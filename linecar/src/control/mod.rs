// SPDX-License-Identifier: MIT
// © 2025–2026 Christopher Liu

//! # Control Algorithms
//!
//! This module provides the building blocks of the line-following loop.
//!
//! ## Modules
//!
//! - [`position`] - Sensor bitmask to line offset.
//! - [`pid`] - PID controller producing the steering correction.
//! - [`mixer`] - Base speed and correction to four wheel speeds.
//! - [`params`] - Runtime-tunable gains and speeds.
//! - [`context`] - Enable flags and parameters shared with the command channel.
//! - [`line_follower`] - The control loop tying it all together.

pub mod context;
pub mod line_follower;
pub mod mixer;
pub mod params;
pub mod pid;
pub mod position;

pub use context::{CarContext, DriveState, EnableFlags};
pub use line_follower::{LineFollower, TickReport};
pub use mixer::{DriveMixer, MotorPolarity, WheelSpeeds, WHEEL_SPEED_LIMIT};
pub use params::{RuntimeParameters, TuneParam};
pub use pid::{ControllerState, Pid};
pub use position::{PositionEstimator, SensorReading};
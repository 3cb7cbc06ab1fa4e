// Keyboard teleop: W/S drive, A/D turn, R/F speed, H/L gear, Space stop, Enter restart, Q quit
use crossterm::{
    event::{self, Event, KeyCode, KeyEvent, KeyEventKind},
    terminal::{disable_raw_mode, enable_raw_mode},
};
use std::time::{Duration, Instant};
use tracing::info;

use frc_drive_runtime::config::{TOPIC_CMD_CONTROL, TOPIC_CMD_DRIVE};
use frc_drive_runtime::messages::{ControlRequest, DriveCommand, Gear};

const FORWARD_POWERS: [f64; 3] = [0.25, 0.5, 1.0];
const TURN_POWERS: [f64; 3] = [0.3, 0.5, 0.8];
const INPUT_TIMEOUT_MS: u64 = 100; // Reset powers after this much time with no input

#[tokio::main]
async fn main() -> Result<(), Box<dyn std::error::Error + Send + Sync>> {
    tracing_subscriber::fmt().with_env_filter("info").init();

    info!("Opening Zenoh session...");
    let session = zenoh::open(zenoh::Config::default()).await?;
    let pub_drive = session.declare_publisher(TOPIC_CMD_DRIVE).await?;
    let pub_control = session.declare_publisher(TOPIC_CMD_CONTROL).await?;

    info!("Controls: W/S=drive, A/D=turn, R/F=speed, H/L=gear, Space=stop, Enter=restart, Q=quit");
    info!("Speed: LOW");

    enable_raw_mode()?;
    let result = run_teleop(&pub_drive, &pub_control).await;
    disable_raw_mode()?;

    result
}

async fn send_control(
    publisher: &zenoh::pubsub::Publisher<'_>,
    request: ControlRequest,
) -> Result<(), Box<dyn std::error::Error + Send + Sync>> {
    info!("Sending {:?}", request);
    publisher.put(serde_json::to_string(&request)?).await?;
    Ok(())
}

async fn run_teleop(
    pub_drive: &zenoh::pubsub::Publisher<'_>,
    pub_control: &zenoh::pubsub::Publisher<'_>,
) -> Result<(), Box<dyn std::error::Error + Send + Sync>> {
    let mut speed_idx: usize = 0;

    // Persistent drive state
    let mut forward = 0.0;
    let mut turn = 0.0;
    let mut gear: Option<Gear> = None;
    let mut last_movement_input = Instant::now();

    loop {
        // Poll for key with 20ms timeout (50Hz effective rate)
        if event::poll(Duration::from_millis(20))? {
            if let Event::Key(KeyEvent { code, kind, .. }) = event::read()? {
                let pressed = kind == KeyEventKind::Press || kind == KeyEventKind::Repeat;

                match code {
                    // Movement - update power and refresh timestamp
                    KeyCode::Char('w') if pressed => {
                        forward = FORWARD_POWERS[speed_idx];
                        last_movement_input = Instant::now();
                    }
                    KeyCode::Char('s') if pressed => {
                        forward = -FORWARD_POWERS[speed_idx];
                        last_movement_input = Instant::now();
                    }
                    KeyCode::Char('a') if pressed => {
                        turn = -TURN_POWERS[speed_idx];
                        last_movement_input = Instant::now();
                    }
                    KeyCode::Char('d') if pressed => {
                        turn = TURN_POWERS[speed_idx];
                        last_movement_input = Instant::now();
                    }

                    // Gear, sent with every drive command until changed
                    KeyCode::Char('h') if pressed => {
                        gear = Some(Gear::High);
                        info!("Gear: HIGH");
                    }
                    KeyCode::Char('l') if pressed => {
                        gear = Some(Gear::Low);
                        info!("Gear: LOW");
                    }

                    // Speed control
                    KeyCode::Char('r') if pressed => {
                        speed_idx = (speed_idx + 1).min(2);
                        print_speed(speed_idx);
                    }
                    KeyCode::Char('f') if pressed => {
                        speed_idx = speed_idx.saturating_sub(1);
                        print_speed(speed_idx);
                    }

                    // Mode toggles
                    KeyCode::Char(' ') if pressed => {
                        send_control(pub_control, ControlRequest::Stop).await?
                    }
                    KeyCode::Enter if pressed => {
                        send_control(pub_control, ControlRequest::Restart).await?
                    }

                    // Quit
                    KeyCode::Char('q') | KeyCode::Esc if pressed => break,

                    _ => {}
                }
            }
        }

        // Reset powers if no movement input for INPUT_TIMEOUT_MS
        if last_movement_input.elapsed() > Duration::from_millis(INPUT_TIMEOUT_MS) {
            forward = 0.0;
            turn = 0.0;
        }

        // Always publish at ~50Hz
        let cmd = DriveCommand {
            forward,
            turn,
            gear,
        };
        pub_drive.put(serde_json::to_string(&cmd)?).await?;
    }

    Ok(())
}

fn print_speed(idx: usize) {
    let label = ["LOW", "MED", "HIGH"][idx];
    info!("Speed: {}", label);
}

_What you have to do:_
Quote the data above from the line containing "gains and speeds." to the line containing "use tracing::info;", inclusive, and stop.

_Written answer:_
//! - [`params`] - Runtime-tunable gains and speeds.
//! - [`context`] - Enable flags and parameters shared with the command channel.
//! - [`line_follower`] - The control loop tying it all together.

pub mod context;
pub mod line_follower;
pub mod mixer;
pub mod params;
pub mod pid;
pub mod position;

pub use context::{CarContext, DriveState, EnableFlags};
pub use line_follower::{LineFollower, TickReport};
pub use mixer::{DriveMixer, MotorPolarity, WheelSpeeds, WHEEL_SPEED_LIMIT};
pub use params::{RuntimeParameters, TuneParam};
pub use pid::{ControllerState, Pid};
pub use position::{PositionEstimator, SensorReading};
repository 3cb7cbc06ab1fa4e
// Keyboard teleop: W/S drive, A/D turn, R/F speed, H/L gear, Space stop, Enter restart, Q quit
use crossterm::{
    event::{self, Event, KeyCode, KeyEvent, KeyEventKind},
    terminal::{disable_raw_mode, enable_raw_mode},
};
use std::time::{Duration, Instant};
use tracing::info;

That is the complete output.